● Material for this exercise

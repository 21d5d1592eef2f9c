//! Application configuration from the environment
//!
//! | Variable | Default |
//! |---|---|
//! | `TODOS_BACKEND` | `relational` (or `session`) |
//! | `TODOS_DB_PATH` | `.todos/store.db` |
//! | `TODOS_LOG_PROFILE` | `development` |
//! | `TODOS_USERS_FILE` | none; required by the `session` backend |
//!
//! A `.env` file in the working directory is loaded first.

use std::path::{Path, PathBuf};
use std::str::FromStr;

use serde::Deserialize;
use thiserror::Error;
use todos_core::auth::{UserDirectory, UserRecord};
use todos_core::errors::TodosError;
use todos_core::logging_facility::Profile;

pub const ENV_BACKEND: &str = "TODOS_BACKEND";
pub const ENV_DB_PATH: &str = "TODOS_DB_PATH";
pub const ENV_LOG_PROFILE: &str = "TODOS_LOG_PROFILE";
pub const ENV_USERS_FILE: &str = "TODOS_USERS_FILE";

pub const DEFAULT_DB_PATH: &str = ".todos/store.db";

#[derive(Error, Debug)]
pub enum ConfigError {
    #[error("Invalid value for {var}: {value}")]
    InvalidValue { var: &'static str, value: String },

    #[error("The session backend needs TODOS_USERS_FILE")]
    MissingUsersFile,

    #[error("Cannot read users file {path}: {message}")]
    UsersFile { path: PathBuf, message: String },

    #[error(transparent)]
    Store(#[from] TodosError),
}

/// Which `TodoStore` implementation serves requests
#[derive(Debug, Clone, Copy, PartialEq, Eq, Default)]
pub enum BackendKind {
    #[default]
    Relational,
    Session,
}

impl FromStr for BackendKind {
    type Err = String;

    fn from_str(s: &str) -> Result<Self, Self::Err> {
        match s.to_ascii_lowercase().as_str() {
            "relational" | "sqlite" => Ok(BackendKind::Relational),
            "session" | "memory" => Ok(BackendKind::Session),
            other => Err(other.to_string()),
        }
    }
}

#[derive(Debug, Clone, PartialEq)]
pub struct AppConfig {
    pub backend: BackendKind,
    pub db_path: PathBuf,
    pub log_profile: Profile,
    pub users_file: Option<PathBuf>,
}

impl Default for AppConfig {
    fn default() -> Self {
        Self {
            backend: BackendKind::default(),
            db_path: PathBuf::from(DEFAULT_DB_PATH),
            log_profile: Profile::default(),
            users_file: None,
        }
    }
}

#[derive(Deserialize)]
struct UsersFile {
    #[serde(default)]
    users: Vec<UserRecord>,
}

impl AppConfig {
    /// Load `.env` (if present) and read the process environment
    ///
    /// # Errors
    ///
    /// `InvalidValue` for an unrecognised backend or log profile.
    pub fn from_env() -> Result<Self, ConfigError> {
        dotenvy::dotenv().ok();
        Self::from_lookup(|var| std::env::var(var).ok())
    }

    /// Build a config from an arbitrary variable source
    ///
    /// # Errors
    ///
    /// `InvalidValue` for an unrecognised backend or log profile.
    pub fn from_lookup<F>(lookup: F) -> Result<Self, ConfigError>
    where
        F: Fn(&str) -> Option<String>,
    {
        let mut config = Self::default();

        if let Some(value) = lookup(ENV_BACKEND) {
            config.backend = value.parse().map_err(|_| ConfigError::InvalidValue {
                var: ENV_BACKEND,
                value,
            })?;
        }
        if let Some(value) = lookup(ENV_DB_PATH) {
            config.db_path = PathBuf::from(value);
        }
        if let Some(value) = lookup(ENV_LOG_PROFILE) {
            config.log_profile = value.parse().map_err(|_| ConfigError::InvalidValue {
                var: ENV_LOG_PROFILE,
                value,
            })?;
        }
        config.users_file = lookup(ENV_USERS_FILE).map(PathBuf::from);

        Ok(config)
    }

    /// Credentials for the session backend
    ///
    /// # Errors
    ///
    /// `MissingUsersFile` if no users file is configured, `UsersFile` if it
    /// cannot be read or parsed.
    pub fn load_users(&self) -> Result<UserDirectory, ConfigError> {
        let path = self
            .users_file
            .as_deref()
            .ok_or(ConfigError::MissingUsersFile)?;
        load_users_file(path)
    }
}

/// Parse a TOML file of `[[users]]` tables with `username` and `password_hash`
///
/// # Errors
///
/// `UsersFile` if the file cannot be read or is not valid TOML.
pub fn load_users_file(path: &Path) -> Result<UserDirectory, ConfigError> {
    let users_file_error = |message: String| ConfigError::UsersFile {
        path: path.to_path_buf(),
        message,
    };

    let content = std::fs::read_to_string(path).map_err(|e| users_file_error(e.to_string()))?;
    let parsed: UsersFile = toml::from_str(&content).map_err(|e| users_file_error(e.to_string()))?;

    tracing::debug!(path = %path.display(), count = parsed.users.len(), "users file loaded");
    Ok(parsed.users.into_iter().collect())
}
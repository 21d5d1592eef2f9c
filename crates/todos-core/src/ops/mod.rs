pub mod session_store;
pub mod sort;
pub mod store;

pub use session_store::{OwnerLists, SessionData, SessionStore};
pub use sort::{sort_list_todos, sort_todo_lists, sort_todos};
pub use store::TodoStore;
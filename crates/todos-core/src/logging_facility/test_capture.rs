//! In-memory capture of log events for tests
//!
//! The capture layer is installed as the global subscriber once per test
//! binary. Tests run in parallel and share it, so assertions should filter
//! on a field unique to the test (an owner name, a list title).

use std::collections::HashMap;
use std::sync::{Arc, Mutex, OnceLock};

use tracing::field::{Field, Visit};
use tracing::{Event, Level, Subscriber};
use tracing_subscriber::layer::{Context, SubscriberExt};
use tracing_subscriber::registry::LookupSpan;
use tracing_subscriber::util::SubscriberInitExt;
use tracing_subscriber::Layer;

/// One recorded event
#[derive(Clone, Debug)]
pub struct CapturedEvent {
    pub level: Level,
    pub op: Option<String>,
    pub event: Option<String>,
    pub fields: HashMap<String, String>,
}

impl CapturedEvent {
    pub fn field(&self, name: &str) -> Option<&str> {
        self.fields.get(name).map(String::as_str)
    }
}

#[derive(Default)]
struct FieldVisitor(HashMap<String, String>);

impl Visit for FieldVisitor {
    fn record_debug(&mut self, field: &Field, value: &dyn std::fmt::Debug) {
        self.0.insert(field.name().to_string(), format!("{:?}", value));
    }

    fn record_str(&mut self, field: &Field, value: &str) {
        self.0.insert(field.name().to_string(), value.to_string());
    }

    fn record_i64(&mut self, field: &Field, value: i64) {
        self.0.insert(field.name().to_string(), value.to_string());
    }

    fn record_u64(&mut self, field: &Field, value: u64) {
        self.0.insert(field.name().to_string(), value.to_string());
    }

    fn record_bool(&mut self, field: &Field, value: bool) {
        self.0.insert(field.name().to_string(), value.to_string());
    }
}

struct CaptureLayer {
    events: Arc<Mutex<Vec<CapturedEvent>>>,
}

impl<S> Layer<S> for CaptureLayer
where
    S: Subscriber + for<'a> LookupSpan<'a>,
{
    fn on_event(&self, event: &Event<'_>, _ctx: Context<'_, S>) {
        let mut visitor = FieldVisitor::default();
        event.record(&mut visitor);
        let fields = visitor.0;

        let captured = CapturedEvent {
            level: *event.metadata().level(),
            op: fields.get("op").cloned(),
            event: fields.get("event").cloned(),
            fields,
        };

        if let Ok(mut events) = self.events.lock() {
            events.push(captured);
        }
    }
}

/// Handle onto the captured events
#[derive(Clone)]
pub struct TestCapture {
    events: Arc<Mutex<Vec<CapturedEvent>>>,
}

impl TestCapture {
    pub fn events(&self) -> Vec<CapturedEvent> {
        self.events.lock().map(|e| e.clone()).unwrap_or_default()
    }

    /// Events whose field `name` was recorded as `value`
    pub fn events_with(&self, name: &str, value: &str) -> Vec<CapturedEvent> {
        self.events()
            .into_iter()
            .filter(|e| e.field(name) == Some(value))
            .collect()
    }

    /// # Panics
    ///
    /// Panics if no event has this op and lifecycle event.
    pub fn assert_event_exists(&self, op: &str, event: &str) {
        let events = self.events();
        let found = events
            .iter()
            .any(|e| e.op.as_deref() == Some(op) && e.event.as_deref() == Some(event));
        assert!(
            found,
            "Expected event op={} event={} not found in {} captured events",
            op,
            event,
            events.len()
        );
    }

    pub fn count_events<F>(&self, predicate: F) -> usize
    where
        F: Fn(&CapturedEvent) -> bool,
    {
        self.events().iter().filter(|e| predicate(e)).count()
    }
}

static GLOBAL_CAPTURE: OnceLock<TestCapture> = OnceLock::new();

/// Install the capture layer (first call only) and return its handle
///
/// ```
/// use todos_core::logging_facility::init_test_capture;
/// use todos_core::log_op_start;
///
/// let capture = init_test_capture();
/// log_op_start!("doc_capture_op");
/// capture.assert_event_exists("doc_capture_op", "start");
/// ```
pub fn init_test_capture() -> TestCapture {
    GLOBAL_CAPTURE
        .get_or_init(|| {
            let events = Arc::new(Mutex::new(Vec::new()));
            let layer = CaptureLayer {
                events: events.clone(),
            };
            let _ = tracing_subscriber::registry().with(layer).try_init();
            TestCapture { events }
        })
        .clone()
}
...
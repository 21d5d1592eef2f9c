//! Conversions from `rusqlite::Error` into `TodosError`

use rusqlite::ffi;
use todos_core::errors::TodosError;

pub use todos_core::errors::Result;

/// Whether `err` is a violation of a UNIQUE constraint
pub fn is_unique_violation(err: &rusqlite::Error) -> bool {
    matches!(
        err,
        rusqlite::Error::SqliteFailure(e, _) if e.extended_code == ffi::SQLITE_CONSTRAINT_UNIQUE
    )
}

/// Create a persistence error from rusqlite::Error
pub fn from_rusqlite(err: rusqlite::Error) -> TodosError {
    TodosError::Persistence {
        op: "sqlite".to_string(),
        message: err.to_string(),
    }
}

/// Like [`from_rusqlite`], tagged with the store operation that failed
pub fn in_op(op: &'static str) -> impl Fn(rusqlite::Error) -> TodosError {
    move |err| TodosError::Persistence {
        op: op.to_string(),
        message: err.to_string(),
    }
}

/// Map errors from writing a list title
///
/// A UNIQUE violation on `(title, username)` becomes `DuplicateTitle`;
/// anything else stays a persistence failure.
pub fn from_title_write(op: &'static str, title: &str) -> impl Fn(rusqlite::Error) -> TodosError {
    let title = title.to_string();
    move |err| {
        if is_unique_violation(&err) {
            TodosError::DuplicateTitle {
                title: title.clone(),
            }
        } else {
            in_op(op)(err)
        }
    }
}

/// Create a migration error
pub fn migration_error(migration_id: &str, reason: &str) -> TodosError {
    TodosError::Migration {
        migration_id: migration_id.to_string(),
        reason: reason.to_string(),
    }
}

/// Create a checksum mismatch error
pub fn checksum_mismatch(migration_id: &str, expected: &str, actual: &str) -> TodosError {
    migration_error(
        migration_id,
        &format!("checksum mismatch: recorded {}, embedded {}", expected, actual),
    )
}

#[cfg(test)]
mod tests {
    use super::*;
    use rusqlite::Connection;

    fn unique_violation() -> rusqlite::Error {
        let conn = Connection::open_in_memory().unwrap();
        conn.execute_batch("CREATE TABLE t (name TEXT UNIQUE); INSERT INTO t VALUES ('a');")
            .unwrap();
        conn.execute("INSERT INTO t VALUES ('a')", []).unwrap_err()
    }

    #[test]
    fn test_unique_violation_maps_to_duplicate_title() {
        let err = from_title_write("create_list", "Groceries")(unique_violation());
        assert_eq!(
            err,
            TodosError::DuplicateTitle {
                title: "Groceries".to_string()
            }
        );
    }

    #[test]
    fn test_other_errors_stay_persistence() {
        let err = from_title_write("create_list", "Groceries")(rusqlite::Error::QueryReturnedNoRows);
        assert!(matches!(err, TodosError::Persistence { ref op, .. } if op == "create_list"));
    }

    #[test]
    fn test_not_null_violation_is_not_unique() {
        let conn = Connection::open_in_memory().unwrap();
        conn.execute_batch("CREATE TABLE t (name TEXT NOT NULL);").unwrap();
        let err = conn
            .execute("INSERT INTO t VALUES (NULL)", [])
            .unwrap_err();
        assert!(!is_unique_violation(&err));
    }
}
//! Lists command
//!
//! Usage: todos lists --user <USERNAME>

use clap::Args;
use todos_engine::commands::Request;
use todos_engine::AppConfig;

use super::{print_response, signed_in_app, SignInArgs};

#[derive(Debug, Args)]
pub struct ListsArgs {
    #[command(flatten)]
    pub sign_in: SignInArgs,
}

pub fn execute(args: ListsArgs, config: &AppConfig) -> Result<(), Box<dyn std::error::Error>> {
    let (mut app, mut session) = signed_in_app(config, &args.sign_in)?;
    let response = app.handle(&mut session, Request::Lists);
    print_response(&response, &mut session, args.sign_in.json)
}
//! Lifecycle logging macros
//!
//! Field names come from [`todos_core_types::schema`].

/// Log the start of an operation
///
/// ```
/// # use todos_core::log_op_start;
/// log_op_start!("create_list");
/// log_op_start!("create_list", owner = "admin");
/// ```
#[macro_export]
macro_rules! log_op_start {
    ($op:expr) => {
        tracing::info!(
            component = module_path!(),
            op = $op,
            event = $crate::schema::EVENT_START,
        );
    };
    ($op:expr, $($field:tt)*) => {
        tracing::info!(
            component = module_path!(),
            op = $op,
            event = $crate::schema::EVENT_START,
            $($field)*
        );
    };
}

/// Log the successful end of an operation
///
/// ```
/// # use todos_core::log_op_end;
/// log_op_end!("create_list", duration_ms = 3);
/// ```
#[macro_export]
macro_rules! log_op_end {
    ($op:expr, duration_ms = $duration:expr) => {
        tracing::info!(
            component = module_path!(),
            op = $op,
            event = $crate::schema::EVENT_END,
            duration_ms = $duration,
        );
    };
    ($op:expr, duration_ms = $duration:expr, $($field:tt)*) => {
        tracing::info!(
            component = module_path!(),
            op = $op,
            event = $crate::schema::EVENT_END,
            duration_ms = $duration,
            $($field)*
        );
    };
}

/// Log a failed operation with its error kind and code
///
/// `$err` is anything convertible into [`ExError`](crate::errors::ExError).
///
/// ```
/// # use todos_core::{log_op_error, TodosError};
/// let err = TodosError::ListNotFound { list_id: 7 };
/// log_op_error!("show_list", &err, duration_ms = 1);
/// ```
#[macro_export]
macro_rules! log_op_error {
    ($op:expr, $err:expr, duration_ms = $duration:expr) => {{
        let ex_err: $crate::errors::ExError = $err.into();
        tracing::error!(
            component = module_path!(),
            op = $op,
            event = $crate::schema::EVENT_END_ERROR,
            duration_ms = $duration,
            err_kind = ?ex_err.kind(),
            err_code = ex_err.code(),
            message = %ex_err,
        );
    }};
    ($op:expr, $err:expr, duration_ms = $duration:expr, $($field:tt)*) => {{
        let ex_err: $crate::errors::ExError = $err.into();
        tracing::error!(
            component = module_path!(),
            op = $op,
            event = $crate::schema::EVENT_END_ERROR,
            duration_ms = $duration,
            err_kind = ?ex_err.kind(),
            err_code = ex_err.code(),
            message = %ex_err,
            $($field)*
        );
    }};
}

● What is needed
Write down exactly the span of lines above from the one containing "($op:expr, duration_ms = $duration:expr)" to the one containing "($op:expr, $err:expr, duration_ms = $duration:expr)", both ends included.

● Answer box
    ($op:expr, duration_ms = $duration:expr) => {
        tracing::info!(
            component = module_path!(),
            op = $op,
            event = $crate::schema::EVENT_END,
            duration_ms = $duration,
        );
    };
    ($op:expr, duration_ms = $duration:expr, $($field:tt)*) => {
        tracing::info!(
            component = module_path!(),
            op = $op,
            event = $crate::schema::EVENT_END,
            duration_ms = $duration,
            $($field)*
        );
    };
}

/// Log a failed operation with its error kind and code
///
/// `$err` is anything convertible into [`ExError`](crate::errors::ExError).
///
/// ```
/// # use todos_core::{log_op_error, TodosError};
/// let err = TodosError::ListNotFound { list_id: 7 };
/// log_op_error!("show_list", &err, duration_ms = 1);
/// ```
#[macro_export]
macro_rules! log_op_error {
    ($op:expr, $err:expr, duration_ms = $duration:expr) => {{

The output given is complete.